ある日、男はいつもより遠出して、見知らぬ川にたどり着いた。その澄んだ水を男が覗き込んでいると、川上の方から、漆の塗られた小さな木鉢が流れてきた。男はそれを拾い上げ、不思議に思った。
男は、こんな山奥に入っている里人が、他にも居るのかしらと思い、川上の方へ歩いた。しばらく行くと、向こう岸の木蔭に、誰か手仕事をしている者がある。男が目を凝らしてみると、何処かで見覚えのある顔だった。里の名主の妻ではないか。

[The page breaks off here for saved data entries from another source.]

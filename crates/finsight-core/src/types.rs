use serde::{Deserialize, Serialize};
use std::collections::BTreeMap;

use crate::{FinsightError, FinsightResult};

/// All monetary values, in rupees. Plain f64: degenerate divisions must
/// surface as IEEE Infinity/NaN rather than errors.
pub type Money = f64;

// ---------------------------------------------------------------------------
// Financial statement input
// ---------------------------------------------------------------------------

/// One company's structured financial statement data.
///
/// Assumed structurally valid on entry; the computation functions perform no
/// defensive checks beyond the arithmetic itself.
#[derive(Debug, Clone, Serialize, Deserialize)]
pub struct FinancialData {
    pub company_name: String,
    pub income_statement: IncomeStatement,
    pub assets: Assets,
    pub liabilities: Liabilities,
    /// Holder name -> share count. Open mapping; display-only.
    #[serde(default)]
    pub shareholding: BTreeMap<String, Money>,
    /// Allottee name -> pending share count. Display-only.
    #[serde(default)]
    pub pending_allotment: BTreeMap<String, Money>,
    #[serde(skip_serializing_if = "Option::is_none")]
    pub forex_exposure_usd: Option<Money>,
    #[serde(skip_serializing_if = "Option::is_none")]
    pub usd_to_inr_rate: Option<f64>,
    // Optional valuation/market data, display-only
    #[serde(skip_serializing_if = "Option::is_none")]
    pub market_cap: Option<Money>,
    #[serde(skip_serializing_if = "Option::is_none")]
    pub share_price: Option<Money>,
    #[serde(skip_serializing_if = "Option::is_none")]
    pub eps: Option<f64>,
    #[serde(skip_serializing_if = "Option::is_none")]
    pub diluted_eps: Option<f64>,
    #[serde(skip_serializing_if = "Option::is_none")]
    pub total_shares: Option<f64>,
}

/// Income statement. Five required lines; the optional detail fields are
/// display/insight material only and never feed the ratio formulas.
#[derive(Debug, Clone, Serialize, Deserialize)]
pub struct IncomeStatement {
    pub revenue: Money,
    pub other_income: Money,
    pub total_expenses: Money,
    pub pbt: Money,
    pub pat: Money,

    #[serde(skip_serializing_if = "Option::is_none")]
    pub gross_income: Option<Money>,
    #[serde(skip_serializing_if = "Option::is_none")]
    pub cost_of_goods_sold: Option<Money>,
    #[serde(skip_serializing_if = "Option::is_none")]
    pub gross_profit: Option<Money>,
    #[serde(skip_serializing_if = "Option::is_none")]
    pub operating_expenses: Option<Money>,
    #[serde(skip_serializing_if = "Option::is_none")]
    pub selling_general_admin: Option<Money>,
    #[serde(skip_serializing_if = "Option::is_none")]
    pub research_development: Option<Money>,
    #[serde(skip_serializing_if = "Option::is_none")]
    pub depreciation_amortization: Option<Money>,
    /// EBIT
    #[serde(skip_serializing_if = "Option::is_none")]
    pub operating_income: Option<Money>,
    #[serde(skip_serializing_if = "Option::is_none")]
    pub interest_expense: Option<Money>,
    #[serde(skip_serializing_if = "Option::is_none")]
    pub interest_income: Option<Money>,
    #[serde(skip_serializing_if = "Option::is_none")]
    pub other_non_operating: Option<Money>,
    #[serde(skip_serializing_if = "Option::is_none")]
    pub income_tax: Option<Money>,
    #[serde(skip_serializing_if = "Option::is_none")]
    pub tax_rate: Option<f64>,
    #[serde(skip_serializing_if = "Option::is_none")]
    pub ebitda: Option<Money>,
    #[serde(skip_serializing_if = "Option::is_none")]
    pub net_income_from_continuing_ops: Option<Money>,
    #[serde(skip_serializing_if = "Option::is_none")]
    pub basic_eps: Option<f64>,
    #[serde(skip_serializing_if = "Option::is_none")]
    pub dividend_per_share: Option<f64>,
}

#[derive(Debug, Clone, Serialize, Deserialize)]
pub struct Assets {
    /// Named non-current sub-accounts (property_equipment, intangible_assets,
    /// ...). Order-irrelevant; only the sum matters.
    pub fixed_assets: BTreeMap<String, Money>,
    pub current_assets: CurrentAssets,
}

#[derive(Debug, Clone, Serialize, Deserialize)]
pub struct CurrentAssets {
    pub inventories: Money,
    pub trade_receivables: Money,
    pub cash: Money,
    pub other_current: Money,
}

#[derive(Debug, Clone, Serialize, Deserialize)]
pub struct Liabilities {
    /// Named equity sub-accounts (share_capital, reserves_surplus, ...).
    pub equity: BTreeMap<String, Money>,
    pub non_current_liabilities: NonCurrentLiabilities,
    pub current_liabilities: CurrentLiabilities,
}

#[derive(Debug, Clone, Serialize, Deserialize)]
pub struct NonCurrentLiabilities {
    pub long_term_borrowings: Money,
    pub deferred_tax: Money,
    pub long_term_provisions: Money,
}

#[derive(Debug, Clone, Serialize, Deserialize)]
pub struct CurrentLiabilities {
    pub trade_payables: Money,
    pub other_current_liabilities: Money,
    pub short_term_provisions: Money,
    pub current_liability: Money,
}

impl FinancialData {
    /// Share of total reported holdings attributed to the largest holder,
    /// as a percentage. Display-only; not part of the ratio set.
    pub fn promoter_holding_pct(&self) -> Option<f64> {
        let total: Money = self.shareholding.values().sum();
        if self.shareholding.is_empty() || total == 0.0 {
            return None;
        }
        let largest = self
            .shareholding
            .values()
            .cloned()
            .fold(f64::NEG_INFINITY, f64::max);
        Some(largest / total * 100.0)
    }
}

/// Parse a JSON document into a `FinancialData` record and check the
/// structural invariants the computation layer assumes.
pub fn parse_financial_data(json: &str) -> FinsightResult<FinancialData> {
    let data: FinancialData = serde_json::from_str(json)?;
    validate(&data)?;
    Ok(data)
}

/// Structural validation. Field presence and types are already enforced by
/// deserialization; this covers the remaining invariants.
pub fn validate(data: &FinancialData) -> FinsightResult<()> {
    if data.company_name.trim().is_empty() {
        return Err(FinsightError::InvalidInput {
            field: "company_name".into(),
            reason: "Company name must be non-empty.".into(),
        });
    }
    Ok(())
}

// ---------------------------------------------------------------------------
// Derived metrics
// ---------------------------------------------------------------------------

/// The fixed record of derived ratios. Recomputed in full from
/// `FinancialData` plus the COGS assumption on every input change; carries no
/// identity or cached state of its own.
#[derive(Debug, Clone, Copy, PartialEq, Serialize, Deserialize)]
pub struct Metrics {
    // Size
    pub total_assets: Money,
    pub total_equity: Money,
    pub total_liabilities: Money,
    pub total_current_assets: Money,
    pub total_current_liab: Money,
    pub working_capital: Money,
    // Profitability (percentages, already x100)
    pub net_margin: f64,
    pub roe: f64,
    pub roa: f64,
    // Liquidity (dimensionless)
    pub current_ratio: f64,
    pub quick_ratio: f64,
    pub cash_ratio: f64,
    // Leverage
    pub debt_to_equity: f64,
    pub debt_to_assets: f64,
    // Efficiency
    pub asset_turnover: f64,
    // Working-capital cycle (days)
    pub dio: f64,
    pub dso: f64,
    pub dpo: f64,
    pub ccc: f64,
}

// ---------------------------------------------------------------------------
// Computation envelope
// ---------------------------------------------------------------------------

/// Standard computation output envelope
#[derive(Debug, Clone, Serialize, Deserialize)]
pub struct ComputationOutput<T: Serialize> {
    pub result: T,
    pub methodology: String,
    pub assumptions: serde_json::Value,
    pub warnings: Vec<String>,
    pub metadata: ComputationMetadata,
}

/// Metadata for every computation
#[derive(Debug, Clone, Serialize, Deserialize)]
pub struct ComputationMetadata {
    pub version: String,
    pub computation_time_us: u64,
    pub precision: String,
}

/// Helper to wrap computation results with metadata
pub fn with_metadata<T: Serialize>(
    methodology: &str,
    assumptions: &impl Serialize,
    warnings: Vec<String>,
    elapsed_us: u64,
    result: T,
) -> ComputationOutput<T> {
    ComputationOutput {
        result,
        methodology: methodology.to_string(),
        assumptions: serde_json::to_value(assumptions).unwrap_or_default(),
        warnings,
        metadata: ComputationMetadata {
            version: env!("CARGO_PKG_VERSION").to_string(),
            computation_time_us: elapsed_us,
            precision: "ieee754_f64".to_string(),
        },
    }
}

// ---------------------------------------------------------------------------
// Tests
// ---------------------------------------------------------------------------
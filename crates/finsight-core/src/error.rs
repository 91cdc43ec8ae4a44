use thiserror::Error;

#[derive(Debug, Error)]
pub enum FinsightError {
    #[error("Invalid input for {field}: {reason}")]
    InvalidInput { field: String, reason: String },

    #[error("Serialization error: {0}")]
    SerializationError(String),
}

impl From<serde_json::Error> for FinsightError {
    fn from(e: serde_json::Error) -> Self {
        FinsightError::SerializationError(e.to_string())
    }
}
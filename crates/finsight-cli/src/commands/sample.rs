use serde_json::json;

/// A complete sample `FinancialData` document, for trying the tool out and
/// as a template for preparing real statements.
pub fn sample_json() -> String {
    let sample = json!({
        "company_name": "Bharat Precision Components Pvt Ltd",
        "income_statement": {
            "revenue": 48_500_000,
            "other_income": 650_000,
            "total_expenses": 43_200_000,
            "pbt": 5_950_000,
            "pat": 4_380_000,
            "operating_income": 6_100_000,
            "ebitda": 7_400_000,
            "depreciation_amortization": 1_300_000,
            "interest_expense": 850_000,
            "tax_rate": 26.4
        },
        "assets": {
            "fixed_assets": {
                "property_equipment": 18_600_000,
                "intangible_assets": 2_100_000,
                "other_non_current": 3_800_000
            },
            "current_assets": {
                "inventories": 6_900_000,
                "trade_receivables": 8_200_000,
                "cash": 2_750_000,
                "other_current": 1_850_000
            }
        },
        "liabilities": {
            "equity": {
                "share_capital": 5_000_000,
                "reserves_surplus": 21_400_000
            },
            "non_current_liabilities": {
                "long_term_borrowings": 9_500_000,
                "deferred_tax": 1_100_000,
                "long_term_provisions": 600_000
            },
            "current_liabilities": {
                "trade_payables": 4_300_000,
                "other_current_liabilities": 1_700_000,
                "short_term_provisions": 500_000,
                "current_liability": 100_000
            }
        },
        "shareholding": {
            "Arvind Mehta": 3_050_000,
            "Sunita Mehta": 1_200_000,
            "Public": 750_000
        },
        "pending_allotment": {},
        "market_cap": 86_000_000,
        "share_price": 17.2,
        "eps": 0.88,
        "total_shares": 5_000_000
    });
    serde_json::to_string_pretty(&sample).expect("static sample serializes")
}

男は身震いした。その目に見たのは、幾年も前に死んだはずの女が、川の水で器や衣を濯いでいる姿だったのだ。男が河原に棒立ちになっている間に、女の方から声がかかった。
「このような山の中に、何のご用です」
しっかりと張った声に、男は恐る恐る、山奥に分け入った訳を話し、川下で拾った木鉢を女に投げて渡した。木鉢を受け取った女は深く頭を下げた。
「私が何とかいたしましょう。三日経ちましたら、またこの川辺にいらして下さい。ただしこのことは、決して、誰にも他言なさらぬよう」
そう言って、女は向こう岸の林の中へと消えていった。
丁度三日経ったころ、あの名主の妻が言った事を守った男は、山へと入り、再び川辺へと足を運んだ。約束通り、女は向こう岸で男が来るのを待っていた。
女は岩の上から、男に向かって小さな包みを投げ渡して言った。
「もう、お会いすることもないでしょう。この川辺のことも、どうかお忘れください」
男が包みを解くと、中にはなんとも芳しい香りの霊薬が入っていた。男は礼を言おうと再び向こう岸に目をやったが、その時に女の姿はもうなかった。
男が薬を持ち帰り母親に飲ませると、みるみる内に生気を取り戻し、その後長いこと元気に暮らした。
この時、女が薬を投げた岩と、男がそれを受け取る時に立っていた岩が、細長く、箸の様にも見える事から、この一帯を、箸の渡と呼ぶようになったのだという。